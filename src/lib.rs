//! # Stepboard Core
//!
//! Board state for the Stepboard drag-and-drop kanban.
//!
//! Cards live in a fixed, ordered set of columns and may only be dragged
//! into a column directly beside the one they came from. This crate owns
//! the card list, the adjacency gate that decides which columns accept a
//! drop, and the move that relocates a card. Rendering and the drag
//! library itself stay with the front end, which feeds drag lifecycle
//! events in and draws [`BoardView`] snapshots.

pub mod config;
pub mod domain;
pub mod error;

// Re-export commonly used types
pub use config::BoardConfig;
pub use domain::{
    board::{Board, BoardView, DropOutcome},
    card::{Card, CardId},
    column::{Column, ColumnId, ColumnRegistry},
    event::{DragEnd, DragStart, DraggableLocation},
    gate::{AdjacencyGate, DragState},
    movement::move_card,
};
pub use error::{Result, StepboardError};
use thiserror::Error;

pub type Result<T> = std::result::Result<T, StepboardError>;

#[derive(Debug, Error)]
pub enum StepboardError {
    #[error("Unknown column: {0}")]
    InvalidColumn(String),

    #[error("Invalid card ID format: {0}")]
    InvalidCardId(String),

    #[error("Position {position} is out of range for column {column} ({len} cards)")]
    PositionOutOfRange {
        column: String,
        position: usize,
        len: usize,
    },

    #[error("Source and destination are the same column: {0}")]
    SameColumnMove(String),

    #[error("Drop from {from} onto {to} is not allowed")]
    DropRejected { from: String, to: String },

    #[error("IO error: {0}")]
    IoError(#[from] std::io::Error),

    #[error("Serialization error: {0}")]
    SerializationError(#[from] serde_json::Error),

    #[error("Configuration error: {0}")]
    ConfigError(String),
}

============

- [TASK PROMPT]: Could you work out how many lines above contain the string "gate"? Only the number should be given.

- [EXPECTED ANSWER]: 2